■ WORK INSTRUCTION ■
Where in the data does the word "from" appear? Find those lines and copy them.

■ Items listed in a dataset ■

□ □ □ □ □ □ □

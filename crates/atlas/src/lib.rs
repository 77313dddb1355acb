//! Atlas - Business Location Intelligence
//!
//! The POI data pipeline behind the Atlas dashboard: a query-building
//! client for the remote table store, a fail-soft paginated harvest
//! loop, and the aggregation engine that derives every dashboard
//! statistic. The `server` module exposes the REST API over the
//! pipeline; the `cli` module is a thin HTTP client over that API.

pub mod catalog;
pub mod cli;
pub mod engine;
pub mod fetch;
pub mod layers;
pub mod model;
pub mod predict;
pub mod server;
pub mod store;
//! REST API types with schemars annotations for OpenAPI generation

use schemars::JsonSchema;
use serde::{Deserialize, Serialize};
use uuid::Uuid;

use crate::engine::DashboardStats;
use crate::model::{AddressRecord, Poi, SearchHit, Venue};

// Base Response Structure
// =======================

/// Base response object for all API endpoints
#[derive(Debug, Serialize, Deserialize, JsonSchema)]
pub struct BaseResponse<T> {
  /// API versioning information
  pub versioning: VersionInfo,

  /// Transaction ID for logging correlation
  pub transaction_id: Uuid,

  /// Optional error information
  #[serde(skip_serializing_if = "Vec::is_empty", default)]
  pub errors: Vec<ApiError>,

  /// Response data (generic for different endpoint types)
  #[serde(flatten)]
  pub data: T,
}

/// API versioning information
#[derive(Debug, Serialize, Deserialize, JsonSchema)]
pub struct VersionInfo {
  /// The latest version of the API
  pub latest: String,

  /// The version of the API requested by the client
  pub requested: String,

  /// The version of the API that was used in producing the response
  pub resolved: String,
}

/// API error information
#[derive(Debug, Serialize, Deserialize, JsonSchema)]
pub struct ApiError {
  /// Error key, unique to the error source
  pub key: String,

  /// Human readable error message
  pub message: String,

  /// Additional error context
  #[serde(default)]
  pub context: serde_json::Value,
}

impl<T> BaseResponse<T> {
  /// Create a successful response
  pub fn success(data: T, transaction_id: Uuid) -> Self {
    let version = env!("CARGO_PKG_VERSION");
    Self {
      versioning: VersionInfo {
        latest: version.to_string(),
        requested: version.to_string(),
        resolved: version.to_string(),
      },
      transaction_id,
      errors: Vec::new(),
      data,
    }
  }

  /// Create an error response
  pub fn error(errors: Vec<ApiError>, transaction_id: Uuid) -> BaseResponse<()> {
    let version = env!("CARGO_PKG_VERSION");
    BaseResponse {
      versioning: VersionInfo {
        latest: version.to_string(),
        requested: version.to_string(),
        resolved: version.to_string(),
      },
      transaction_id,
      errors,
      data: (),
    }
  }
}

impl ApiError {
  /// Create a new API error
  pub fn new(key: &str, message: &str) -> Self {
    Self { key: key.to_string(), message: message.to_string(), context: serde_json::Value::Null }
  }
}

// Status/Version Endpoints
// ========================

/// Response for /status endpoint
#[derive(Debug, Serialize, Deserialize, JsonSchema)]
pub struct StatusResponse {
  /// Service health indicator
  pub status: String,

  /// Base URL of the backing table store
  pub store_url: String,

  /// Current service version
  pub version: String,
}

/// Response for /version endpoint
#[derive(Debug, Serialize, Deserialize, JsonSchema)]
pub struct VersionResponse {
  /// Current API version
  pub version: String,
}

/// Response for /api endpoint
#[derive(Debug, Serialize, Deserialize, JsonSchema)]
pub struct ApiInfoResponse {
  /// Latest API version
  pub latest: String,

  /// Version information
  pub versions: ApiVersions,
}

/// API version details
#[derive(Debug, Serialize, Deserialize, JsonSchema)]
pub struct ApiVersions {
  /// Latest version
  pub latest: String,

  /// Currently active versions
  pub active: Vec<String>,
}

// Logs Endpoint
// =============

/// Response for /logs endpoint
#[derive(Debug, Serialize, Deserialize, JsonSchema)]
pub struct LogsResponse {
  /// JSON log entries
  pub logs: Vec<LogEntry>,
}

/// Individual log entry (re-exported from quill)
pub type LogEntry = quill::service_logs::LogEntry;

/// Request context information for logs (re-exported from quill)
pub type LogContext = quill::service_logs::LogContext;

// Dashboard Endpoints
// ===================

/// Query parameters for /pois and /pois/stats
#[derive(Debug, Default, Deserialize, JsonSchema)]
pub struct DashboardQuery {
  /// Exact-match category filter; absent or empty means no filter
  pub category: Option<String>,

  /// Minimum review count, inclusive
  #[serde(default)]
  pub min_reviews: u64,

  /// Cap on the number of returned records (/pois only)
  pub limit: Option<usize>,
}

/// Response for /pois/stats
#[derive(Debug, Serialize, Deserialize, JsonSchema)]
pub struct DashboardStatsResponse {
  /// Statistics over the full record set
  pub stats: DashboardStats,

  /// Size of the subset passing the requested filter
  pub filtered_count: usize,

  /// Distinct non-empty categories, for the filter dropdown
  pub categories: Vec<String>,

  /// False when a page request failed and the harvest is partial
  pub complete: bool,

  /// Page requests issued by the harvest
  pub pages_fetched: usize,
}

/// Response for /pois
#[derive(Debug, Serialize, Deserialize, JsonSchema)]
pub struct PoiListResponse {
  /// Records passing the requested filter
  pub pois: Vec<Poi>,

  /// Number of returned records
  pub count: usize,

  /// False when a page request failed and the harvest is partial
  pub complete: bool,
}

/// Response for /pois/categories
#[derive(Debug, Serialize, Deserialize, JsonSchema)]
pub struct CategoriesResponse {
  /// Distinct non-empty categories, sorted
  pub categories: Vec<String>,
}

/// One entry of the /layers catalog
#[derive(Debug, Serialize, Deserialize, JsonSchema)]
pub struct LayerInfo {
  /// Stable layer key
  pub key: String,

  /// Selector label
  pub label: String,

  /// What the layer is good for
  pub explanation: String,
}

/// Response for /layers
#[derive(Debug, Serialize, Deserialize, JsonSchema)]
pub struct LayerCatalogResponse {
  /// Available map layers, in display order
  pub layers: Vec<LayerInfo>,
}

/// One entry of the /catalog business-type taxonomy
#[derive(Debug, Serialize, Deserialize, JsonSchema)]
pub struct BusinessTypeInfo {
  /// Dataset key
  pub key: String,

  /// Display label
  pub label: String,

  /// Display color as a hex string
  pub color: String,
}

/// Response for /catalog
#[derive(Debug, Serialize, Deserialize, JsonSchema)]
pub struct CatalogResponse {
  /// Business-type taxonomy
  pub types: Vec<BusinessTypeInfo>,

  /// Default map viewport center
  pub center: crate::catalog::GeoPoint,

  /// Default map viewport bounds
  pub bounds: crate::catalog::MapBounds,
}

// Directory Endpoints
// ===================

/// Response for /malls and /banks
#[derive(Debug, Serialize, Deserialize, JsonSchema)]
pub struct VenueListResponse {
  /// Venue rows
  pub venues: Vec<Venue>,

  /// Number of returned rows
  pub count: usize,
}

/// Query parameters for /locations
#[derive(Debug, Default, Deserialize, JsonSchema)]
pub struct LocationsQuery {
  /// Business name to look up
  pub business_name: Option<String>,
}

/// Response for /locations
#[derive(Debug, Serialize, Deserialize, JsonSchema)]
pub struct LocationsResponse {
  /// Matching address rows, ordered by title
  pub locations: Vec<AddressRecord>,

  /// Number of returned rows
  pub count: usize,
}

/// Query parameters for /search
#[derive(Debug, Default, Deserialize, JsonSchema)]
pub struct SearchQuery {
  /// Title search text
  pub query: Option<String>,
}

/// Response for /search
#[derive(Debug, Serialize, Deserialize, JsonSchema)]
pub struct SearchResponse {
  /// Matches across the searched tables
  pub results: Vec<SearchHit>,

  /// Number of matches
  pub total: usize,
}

□ □ □ □ □ □ □

■ ANSWER SPACE ■
/// Individual log entry (re-exported from quill)
/// Request context information for logs (re-exported from quill)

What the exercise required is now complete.